EXERCISE GOAL —
Pull out of the data below the stretch of lines bounded by the one containing "fn render(self, area: Rect, buf: &mut" and the one containing "let y0 = area.y", both bounds included, unchanged.

----- SOURCE MATERIAL

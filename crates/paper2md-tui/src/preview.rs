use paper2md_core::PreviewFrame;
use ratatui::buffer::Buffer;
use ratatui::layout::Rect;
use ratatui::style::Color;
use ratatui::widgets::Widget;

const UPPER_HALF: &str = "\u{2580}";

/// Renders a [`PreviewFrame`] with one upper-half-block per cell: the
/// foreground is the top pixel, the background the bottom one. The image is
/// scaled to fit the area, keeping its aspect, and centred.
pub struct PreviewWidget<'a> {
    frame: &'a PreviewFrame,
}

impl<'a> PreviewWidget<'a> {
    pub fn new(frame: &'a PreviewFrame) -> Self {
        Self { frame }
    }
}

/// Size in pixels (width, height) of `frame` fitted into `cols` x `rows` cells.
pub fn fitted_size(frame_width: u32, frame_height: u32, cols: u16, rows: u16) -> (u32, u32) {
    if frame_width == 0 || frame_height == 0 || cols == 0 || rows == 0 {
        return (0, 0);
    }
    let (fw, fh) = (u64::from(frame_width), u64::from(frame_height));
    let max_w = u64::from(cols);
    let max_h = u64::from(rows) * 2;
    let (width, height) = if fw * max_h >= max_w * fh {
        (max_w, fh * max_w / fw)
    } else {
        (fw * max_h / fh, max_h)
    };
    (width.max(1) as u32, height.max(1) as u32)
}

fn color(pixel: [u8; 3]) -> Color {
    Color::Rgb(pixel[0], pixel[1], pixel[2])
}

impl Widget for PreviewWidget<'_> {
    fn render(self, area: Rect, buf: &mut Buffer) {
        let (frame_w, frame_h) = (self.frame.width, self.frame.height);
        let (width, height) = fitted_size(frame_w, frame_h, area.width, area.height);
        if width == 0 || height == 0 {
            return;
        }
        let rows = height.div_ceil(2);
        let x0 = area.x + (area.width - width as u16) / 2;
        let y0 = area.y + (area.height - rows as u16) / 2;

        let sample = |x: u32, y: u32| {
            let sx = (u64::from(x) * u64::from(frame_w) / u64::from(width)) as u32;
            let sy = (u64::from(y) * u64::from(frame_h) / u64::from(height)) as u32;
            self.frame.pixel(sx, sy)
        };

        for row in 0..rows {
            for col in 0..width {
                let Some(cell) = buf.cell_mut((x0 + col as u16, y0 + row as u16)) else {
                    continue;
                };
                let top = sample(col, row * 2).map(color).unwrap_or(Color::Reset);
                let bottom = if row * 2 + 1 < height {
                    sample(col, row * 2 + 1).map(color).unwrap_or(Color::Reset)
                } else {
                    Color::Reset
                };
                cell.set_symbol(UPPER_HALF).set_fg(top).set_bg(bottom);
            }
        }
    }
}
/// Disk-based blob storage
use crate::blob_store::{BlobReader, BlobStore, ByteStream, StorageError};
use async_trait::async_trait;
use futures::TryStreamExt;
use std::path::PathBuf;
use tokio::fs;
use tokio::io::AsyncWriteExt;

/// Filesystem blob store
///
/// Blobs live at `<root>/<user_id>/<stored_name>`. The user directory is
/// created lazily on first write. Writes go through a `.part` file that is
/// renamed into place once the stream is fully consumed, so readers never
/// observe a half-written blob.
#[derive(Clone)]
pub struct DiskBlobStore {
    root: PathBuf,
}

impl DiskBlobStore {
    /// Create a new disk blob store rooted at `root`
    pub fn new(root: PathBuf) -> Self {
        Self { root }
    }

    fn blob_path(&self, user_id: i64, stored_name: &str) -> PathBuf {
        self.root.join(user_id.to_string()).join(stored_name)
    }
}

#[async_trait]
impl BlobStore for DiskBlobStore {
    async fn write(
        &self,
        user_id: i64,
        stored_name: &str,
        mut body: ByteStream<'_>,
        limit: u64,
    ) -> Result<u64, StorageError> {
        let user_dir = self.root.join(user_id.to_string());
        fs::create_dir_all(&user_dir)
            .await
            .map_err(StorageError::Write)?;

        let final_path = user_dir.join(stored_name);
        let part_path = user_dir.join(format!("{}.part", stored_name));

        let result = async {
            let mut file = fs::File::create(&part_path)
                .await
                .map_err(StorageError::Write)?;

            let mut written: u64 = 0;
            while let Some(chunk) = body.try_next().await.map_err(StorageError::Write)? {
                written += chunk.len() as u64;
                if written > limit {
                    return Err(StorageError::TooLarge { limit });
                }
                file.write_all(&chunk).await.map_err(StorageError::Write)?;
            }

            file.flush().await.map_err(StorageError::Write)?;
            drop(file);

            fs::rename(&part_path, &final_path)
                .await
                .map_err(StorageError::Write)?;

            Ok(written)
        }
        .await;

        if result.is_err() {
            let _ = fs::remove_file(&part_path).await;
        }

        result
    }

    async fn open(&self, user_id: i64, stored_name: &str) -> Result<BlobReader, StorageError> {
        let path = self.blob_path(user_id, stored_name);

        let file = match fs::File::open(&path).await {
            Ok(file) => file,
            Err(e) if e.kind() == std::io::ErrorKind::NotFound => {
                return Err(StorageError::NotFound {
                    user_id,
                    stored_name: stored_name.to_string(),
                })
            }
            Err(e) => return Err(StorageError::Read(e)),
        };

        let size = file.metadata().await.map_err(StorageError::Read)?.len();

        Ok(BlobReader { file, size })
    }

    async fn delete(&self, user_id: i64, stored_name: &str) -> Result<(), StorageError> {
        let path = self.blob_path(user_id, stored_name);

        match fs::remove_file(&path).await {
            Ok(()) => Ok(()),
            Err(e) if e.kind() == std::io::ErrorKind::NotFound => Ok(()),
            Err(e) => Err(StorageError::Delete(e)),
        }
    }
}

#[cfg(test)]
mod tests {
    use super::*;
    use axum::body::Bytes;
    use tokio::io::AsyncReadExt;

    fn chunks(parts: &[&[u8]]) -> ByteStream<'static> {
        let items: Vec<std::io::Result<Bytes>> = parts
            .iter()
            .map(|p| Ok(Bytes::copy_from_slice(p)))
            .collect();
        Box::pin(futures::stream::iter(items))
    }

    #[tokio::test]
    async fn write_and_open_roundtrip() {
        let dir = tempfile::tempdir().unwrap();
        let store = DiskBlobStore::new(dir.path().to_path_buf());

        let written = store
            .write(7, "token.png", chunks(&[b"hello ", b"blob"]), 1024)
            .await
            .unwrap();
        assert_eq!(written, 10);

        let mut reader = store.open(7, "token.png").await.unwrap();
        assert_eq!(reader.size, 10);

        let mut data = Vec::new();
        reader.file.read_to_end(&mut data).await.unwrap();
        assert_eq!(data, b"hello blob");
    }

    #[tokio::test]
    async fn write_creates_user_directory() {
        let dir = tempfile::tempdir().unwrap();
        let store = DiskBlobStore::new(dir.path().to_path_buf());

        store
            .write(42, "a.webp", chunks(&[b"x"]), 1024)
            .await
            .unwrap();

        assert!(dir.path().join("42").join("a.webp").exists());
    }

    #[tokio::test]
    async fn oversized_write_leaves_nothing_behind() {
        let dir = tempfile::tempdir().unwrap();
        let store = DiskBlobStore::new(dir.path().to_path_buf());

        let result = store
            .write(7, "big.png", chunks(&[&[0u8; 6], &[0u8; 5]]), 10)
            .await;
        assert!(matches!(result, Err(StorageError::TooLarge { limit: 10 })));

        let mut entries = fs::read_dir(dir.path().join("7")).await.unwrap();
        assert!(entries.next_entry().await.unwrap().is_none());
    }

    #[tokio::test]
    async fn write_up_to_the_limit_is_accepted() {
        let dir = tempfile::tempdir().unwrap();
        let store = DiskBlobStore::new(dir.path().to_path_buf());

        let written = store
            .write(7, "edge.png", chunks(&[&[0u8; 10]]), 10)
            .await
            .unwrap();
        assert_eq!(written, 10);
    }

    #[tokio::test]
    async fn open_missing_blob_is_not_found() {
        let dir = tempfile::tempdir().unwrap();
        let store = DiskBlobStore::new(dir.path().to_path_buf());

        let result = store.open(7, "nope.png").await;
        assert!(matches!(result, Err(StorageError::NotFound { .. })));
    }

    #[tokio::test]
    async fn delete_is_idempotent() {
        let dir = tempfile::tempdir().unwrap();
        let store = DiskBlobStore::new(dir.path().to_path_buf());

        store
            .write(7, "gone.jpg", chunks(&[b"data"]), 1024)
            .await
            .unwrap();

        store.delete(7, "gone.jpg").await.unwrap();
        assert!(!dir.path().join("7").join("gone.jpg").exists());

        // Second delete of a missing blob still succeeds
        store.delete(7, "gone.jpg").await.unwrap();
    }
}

----------

RESPONSE TO THIS TASK —
    fn render(self, area: Rect, buf: &mut Buffer) {
        let (frame_w, frame_h) = (self.frame.width, self.frame.height);
        let (width, height) = fitted_size(frame_w, frame_h, area.width, area.height);
        if width == 0 || height == 0 {
            return;
        }
        let rows = height.div_ceil(2);
        let x0 = area.x + (area.width - width as u16) / 2;
        let y0 = area.y + (area.height - rows as u16) / 2;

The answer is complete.